Despite that limited palette, each of Samtvogel's three pieces is quite distinctive.  The shortest, "Apricot," opens the album on a fragile, woozy, languorous and uncharacteristically song-like note.  The piece is also quite a cryptic one, as the few words that I am able to make out seem to be about apricot brandy, a topic which sits uncomfortably with the lonely, echo-heavy nightmare the piece gradually becomes.  After that, Günter is very much done with attempting anything that resembles a song in the conventional sense, but he is more than happy to continue being disturbing and nightmarish.  As a result, the following two pieces are much longer and more abstract.  However, while they share a lot of similarities with one another in structure and trajectory, they ultimately wind up in very different places mood-wise.

"Kriegmaschinen, Fahrt Zur Hölle" (or "War Machines, Go to Hell") is the album's darkest, most unhinged piece and consequently its artistic zenith, as Schickert unleashes nearly 20 minutes of dense, dissonantly churningReich-esque minimalist patterns and panning vocal chants buffeted by queasily out-of-tune-sounding jangling.  After the appropriately explosive crescendo subsides, Günter launches into the closing "Walde" ("Forest") with a similarly roiling, massive assault of repeating patterns before unexpectedly giving way to a passage of swooning, melancholy beauty.  For better or worse, that oasis is an ephemeral one, as Schickert keeps a simmering tension rumbling in the background at all times.  Part of me wishes that Günter had allowed his more  warm and dreamlike passages to unfold in a less precarious, threatened manner, but I cannot deny that the piece's unstable and unpredictable nature makes for much better and more striking art than the more conventional piece my battered ears were hoping for.

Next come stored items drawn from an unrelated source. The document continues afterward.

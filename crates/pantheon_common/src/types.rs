//! Core domain types shared between the dashboard pages and the client layer.

use chrono::{DateTime, Utc};
use serde::{Deserialize, Serialize};
use std::collections::BTreeMap;
use std::fmt;

/// One of the five progression tracks.
#[derive(
    Debug, Clone, Copy, PartialEq, Eq, PartialOrd, Ord, Hash, Serialize, Deserialize,
)]
#[serde(rename_all = "lowercase")]
pub enum SkillKind {
    Fitness,
    Networking,
    Careers,
    Relationships,
    Mental,
}

impl SkillKind {
    /// All tracks in dashboard display order.
    pub const ALL: [SkillKind; 5] = [
        SkillKind::Fitness,
        SkillKind::Networking,
        SkillKind::Careers,
        SkillKind::Relationships,
        SkillKind::Mental,
    ];

    pub fn as_str(&self) -> &'static str {
        match self {
            SkillKind::Fitness => "fitness",
            SkillKind::Networking => "networking",
            SkillKind::Careers => "careers",
            SkillKind::Relationships => "relationships",
            SkillKind::Mental => "mental",
        }
    }
}

impl fmt::Display for SkillKind {
    fn fmt(&self, f: &mut fmt::Formatter<'_>) -> fmt::Result {
        write!(f, "{}", self.as_str())
    }
}

/// Level and XP state for a single skill.
///
/// `xp` counts toward the current level and stays below
/// `required_xp(level)`; `total_xp` only ever grows. The backend owns
/// both and enforces the invariants; the client treats them as a
/// read-only snapshot.
#[derive(Debug, Clone, Copy, PartialEq, Eq, Serialize, Deserialize)]
pub struct Skill {
    pub level: u32,
    pub xp: u64,
    #[serde(rename = "totalXp")]
    pub total_xp: u64,
}

impl Skill {
    pub fn new(level: u32) -> Self {
        Self {
            level: level.max(1),
            xp: 0,
            total_xp: 0,
        }
    }
}

impl Default for Skill {
    fn default() -> Self {
        Self::new(1)
    }
}

/// All skills keyed by track, in stable iteration order.
pub type SkillBook = BTreeMap<SkillKind, Skill>;

/// Daily raw activity counters, owned and reset at the day boundary by
/// the backend. The client only ever reads them.
#[derive(Debug, Clone, Copy, Default, PartialEq, Eq, Serialize, Deserialize)]
pub struct TaskCounters {
    #[serde(default)]
    pub miles_run: u32,
    #[serde(default)]
    pub emails_sent: u32,
    #[serde(default)]
    pub jobs_applied: u32,
}

/// A scheduled item from the synced calendar.
#[derive(Debug, Clone, PartialEq, Serialize, Deserialize)]
pub struct CalendarEvent {
    pub start: DateTime<Utc>,
    pub end: DateTime<Utc>,
    pub subject: String,
    #[serde(default, skip_serializing_if = "Option::is_none")]
    pub location: Option<String>,
    #[serde(default, skip_serializing_if = "Option::is_none")]
    pub preview: Option<String>,
}

impl CalendarEvent {
    /// A well-formed event never ends before it starts.
    pub fn is_well_formed(&self) -> bool {
        self.start <= self.end
    }
}

#[cfg(test)]
mod tests {
    use super::*;
    use chrono::TimeZone;

    #[test]
    fn skill_kind_serializes_lowercase() {
        assert_eq!(
            serde_json::to_string(&SkillKind::Careers).unwrap(),
            "\"careers\""
        );
        let parsed: SkillKind = serde_json::from_str("\"fitness\"").unwrap();
        assert_eq!(parsed, SkillKind::Fitness);
    }

    #[test]
    fn skill_level_floors_at_one() {
        assert_eq!(Skill::new(0).level, 1);
        assert_eq!(Skill::new(7).level, 7);
        assert_eq!(Skill::default().level, 1);
    }

    #[test]
    fn counters_tolerate_missing_fields() {
        let counters: TaskCounters = serde_json::from_str(r#"{"emails_sent": 2}"#).unwrap();
        assert_eq!(counters.emails_sent, 2);
        assert_eq!(counters.miles_run, 0);
        assert_eq!(counters.jobs_applied, 0);
    }

    #[test]
    fn event_well_formedness() {
        let start = Utc.with_ymd_and_hms(2024, 3, 5, 10, 0, 0).unwrap();
        let event = CalendarEvent {
            start,
            end: start + chrono::Duration::hours(1),
            subject: "Coffee chat".to_string(),
            location: None,
            preview: None,
        };
        assert!(event.is_well_formed());

        let backwards = CalendarEvent {
            end: start - chrono::Duration::minutes(5),
            ..event
        };
        assert!(!backwards.is_well_formed());
    }
}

While Samtvogel is undeniably a very unique, challenging, and forward-thinking recording from start to finish, its single most remarkable characteristic might be that it was not simultaneously Schickert's first and last album.  The mood of these pieces is so claustrophobic and paranoid that it is difficult to believe this was not an aural suicide note, evidence of terminal drug psychosis, or the last communique before Günter completely lost his mind.  Instead, Schickert somehow went on to record a similarly wonderful (if a bit more conventional) follow-up five years later in Überfällig, then later formed the revered (yet obscure) trio GAM.

As much as I loathe the woefully over-used term "lost classic," that is exactly what this album is, as it certainly meets my most exacting criteria: it sounded singularly challenging, audacious, and against-the-tide in 1974 and it basically still sounds completely unique.  Schickert wisely avoided any of the trends or clichés of the day (aside from hating war machines, obviously), so there is virtually nothing on Samtvogel that sounds particularly dated, ill-advised, or derivative.  Granted, there has been no shortage at all of echo-heavy psychedelic guitar voyages in Samtvogel's wake, but I suspect none of them have ever been quite as disconcertingly intimate and haunted-sounding as this one.